What this task involves
In the listing below, start your output at the line with "self.write_all(&greeting).await?;" and end it after the line with "let budget = self.timeouts.read", copying every line exactly.
** Dataset follows **
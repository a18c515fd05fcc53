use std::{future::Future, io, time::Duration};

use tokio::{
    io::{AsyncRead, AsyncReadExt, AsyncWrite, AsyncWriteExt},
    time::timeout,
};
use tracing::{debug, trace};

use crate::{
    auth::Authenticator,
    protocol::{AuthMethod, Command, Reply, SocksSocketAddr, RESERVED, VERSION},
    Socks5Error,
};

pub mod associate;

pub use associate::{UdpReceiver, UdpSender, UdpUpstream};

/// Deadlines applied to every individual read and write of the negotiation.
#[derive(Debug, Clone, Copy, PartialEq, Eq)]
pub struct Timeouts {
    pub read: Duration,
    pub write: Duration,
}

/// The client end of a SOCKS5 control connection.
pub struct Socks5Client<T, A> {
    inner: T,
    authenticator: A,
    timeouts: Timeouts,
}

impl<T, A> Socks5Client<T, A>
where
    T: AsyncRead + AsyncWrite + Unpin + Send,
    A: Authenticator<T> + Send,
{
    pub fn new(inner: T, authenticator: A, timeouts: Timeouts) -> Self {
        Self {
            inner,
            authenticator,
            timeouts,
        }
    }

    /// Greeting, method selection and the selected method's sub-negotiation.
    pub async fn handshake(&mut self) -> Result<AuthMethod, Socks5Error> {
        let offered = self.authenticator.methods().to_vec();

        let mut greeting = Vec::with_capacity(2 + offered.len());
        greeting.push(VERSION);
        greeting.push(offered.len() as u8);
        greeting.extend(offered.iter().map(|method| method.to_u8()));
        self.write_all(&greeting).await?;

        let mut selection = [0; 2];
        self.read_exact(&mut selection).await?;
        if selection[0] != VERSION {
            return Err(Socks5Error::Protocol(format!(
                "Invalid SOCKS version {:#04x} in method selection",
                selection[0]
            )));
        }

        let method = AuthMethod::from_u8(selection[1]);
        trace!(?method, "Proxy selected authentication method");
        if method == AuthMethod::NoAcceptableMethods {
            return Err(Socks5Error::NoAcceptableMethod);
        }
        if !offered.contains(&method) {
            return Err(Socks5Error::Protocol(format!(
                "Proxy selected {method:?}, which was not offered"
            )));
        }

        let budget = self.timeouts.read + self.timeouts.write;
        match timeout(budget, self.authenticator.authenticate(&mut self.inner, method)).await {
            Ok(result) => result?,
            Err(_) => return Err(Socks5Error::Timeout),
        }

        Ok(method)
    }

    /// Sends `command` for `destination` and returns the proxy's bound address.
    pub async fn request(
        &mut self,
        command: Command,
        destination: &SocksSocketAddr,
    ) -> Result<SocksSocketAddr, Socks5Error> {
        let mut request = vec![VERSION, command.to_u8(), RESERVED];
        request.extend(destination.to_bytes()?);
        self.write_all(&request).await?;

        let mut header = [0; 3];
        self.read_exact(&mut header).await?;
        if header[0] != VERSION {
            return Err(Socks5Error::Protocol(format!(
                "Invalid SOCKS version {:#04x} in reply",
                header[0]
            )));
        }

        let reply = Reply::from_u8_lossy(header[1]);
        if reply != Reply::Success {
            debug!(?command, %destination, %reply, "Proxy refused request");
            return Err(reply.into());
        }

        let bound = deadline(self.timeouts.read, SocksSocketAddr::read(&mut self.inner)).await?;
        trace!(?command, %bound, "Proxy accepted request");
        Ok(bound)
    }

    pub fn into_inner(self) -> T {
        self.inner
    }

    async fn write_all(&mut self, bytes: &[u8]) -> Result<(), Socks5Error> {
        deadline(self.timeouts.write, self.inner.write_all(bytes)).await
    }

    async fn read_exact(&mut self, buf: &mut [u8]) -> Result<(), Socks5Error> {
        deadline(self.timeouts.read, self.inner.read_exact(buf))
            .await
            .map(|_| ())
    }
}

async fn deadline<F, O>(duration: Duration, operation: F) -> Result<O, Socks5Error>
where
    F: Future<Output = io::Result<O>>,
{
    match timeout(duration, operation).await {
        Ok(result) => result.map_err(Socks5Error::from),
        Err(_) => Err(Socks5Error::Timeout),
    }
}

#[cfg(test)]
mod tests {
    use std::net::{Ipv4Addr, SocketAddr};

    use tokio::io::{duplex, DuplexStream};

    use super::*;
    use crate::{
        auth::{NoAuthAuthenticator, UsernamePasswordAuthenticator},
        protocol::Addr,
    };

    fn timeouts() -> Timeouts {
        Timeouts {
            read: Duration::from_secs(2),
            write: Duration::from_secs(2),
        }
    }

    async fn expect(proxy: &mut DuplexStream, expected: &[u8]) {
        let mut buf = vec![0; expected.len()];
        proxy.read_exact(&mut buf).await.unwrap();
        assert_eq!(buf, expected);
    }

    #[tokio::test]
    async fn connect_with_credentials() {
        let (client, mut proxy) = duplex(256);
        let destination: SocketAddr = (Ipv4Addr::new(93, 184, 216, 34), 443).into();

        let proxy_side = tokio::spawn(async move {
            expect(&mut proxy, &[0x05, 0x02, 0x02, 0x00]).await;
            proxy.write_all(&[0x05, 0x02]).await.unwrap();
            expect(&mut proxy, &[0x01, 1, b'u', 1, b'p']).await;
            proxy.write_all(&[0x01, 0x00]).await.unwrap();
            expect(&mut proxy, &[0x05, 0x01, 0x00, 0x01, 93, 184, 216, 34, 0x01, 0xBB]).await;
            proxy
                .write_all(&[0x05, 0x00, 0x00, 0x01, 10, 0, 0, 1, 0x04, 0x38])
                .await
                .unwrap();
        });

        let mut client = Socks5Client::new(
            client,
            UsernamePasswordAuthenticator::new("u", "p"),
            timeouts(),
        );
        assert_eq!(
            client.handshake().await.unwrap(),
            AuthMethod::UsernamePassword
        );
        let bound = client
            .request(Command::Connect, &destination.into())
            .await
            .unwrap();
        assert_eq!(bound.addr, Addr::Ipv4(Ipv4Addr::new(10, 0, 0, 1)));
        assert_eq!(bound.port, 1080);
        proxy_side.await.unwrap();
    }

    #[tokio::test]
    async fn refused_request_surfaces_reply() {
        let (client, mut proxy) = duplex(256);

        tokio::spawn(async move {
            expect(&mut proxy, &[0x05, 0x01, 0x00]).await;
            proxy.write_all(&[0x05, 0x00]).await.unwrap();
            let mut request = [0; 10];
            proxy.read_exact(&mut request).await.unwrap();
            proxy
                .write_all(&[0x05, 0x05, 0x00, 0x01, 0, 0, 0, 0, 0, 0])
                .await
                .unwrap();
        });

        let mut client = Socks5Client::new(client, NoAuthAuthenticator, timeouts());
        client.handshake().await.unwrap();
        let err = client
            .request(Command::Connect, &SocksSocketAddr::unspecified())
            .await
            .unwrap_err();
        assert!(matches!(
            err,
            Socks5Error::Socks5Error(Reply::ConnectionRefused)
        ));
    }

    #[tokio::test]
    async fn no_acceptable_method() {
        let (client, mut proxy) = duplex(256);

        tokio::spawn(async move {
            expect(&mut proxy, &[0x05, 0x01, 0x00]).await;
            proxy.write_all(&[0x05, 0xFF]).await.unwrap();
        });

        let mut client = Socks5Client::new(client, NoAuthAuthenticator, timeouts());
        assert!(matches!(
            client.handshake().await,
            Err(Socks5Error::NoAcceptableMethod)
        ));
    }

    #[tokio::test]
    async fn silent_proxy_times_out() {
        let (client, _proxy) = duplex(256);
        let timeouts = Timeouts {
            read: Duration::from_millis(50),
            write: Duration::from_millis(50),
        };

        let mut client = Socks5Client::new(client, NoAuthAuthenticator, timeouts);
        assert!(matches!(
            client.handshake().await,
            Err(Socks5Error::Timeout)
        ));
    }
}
** End of Dataset **
** Dataset follows **
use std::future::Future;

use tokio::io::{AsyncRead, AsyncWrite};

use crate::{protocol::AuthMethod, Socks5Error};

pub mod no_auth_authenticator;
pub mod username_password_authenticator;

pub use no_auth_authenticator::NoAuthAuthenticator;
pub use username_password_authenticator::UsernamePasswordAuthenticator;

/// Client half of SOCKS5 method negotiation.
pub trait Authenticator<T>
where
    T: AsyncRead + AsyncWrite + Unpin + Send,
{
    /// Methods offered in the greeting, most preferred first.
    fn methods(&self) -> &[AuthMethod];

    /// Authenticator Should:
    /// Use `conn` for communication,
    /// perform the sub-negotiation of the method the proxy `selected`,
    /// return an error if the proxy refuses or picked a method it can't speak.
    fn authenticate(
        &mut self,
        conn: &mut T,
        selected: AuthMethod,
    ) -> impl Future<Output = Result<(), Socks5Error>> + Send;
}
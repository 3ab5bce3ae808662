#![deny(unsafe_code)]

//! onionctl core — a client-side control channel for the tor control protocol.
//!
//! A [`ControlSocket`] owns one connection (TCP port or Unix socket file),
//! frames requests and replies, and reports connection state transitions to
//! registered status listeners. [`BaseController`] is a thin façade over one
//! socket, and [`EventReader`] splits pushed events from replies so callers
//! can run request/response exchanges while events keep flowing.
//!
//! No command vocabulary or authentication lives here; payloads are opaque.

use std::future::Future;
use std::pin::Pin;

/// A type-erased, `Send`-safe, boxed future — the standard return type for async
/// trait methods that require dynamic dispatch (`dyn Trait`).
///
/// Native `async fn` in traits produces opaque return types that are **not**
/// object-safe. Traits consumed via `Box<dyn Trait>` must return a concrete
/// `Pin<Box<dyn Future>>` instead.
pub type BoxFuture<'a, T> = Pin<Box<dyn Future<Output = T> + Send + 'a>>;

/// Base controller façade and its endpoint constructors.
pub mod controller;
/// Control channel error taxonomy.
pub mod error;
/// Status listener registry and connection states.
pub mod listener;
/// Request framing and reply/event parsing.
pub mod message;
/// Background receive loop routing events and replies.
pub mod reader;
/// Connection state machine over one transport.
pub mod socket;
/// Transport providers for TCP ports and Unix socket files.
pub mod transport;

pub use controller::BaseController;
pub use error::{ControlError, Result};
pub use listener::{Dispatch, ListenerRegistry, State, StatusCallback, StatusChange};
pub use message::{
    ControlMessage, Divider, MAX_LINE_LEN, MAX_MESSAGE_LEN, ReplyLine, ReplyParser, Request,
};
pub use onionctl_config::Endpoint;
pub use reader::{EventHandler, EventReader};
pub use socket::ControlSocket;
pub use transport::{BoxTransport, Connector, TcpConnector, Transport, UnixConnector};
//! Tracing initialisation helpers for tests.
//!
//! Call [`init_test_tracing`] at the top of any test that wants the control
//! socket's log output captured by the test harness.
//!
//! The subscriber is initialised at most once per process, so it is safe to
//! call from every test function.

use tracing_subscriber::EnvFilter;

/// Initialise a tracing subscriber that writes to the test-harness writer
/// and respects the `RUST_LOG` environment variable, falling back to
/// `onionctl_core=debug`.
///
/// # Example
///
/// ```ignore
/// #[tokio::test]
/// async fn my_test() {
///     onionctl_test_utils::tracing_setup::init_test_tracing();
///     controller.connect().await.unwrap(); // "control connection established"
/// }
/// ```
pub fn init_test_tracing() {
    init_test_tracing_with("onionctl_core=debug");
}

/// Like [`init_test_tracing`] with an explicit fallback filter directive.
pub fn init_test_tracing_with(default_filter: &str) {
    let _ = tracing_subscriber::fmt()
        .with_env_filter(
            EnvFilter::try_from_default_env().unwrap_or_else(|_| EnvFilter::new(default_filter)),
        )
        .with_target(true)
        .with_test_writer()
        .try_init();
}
** End of Dataset **
Task output
        self.write_all(&greeting).await?;

        let mut selection = [0; 2];
        self.read_exact(&mut selection).await?;
        if selection[0] != VERSION {
            return Err(Socks5Error::Protocol(format!(
                "Invalid SOCKS version {:#04x} in method selection",
                selection[0]
            )));
        }

        let method = AuthMethod::from_u8(selection[1]);
        trace!(?method, "Proxy selected authentication method");
        if method == AuthMethod::NoAcceptableMethods {
            return Err(Socks5Error::NoAcceptableMethod);
        }
        if !offered.contains(&method) {
            return Err(Socks5Error::Protocol(format!(
                "Proxy selected {method:?}, which was not offered"
            )));
        }

        let budget = self.timeouts.read + self.timeouts.write;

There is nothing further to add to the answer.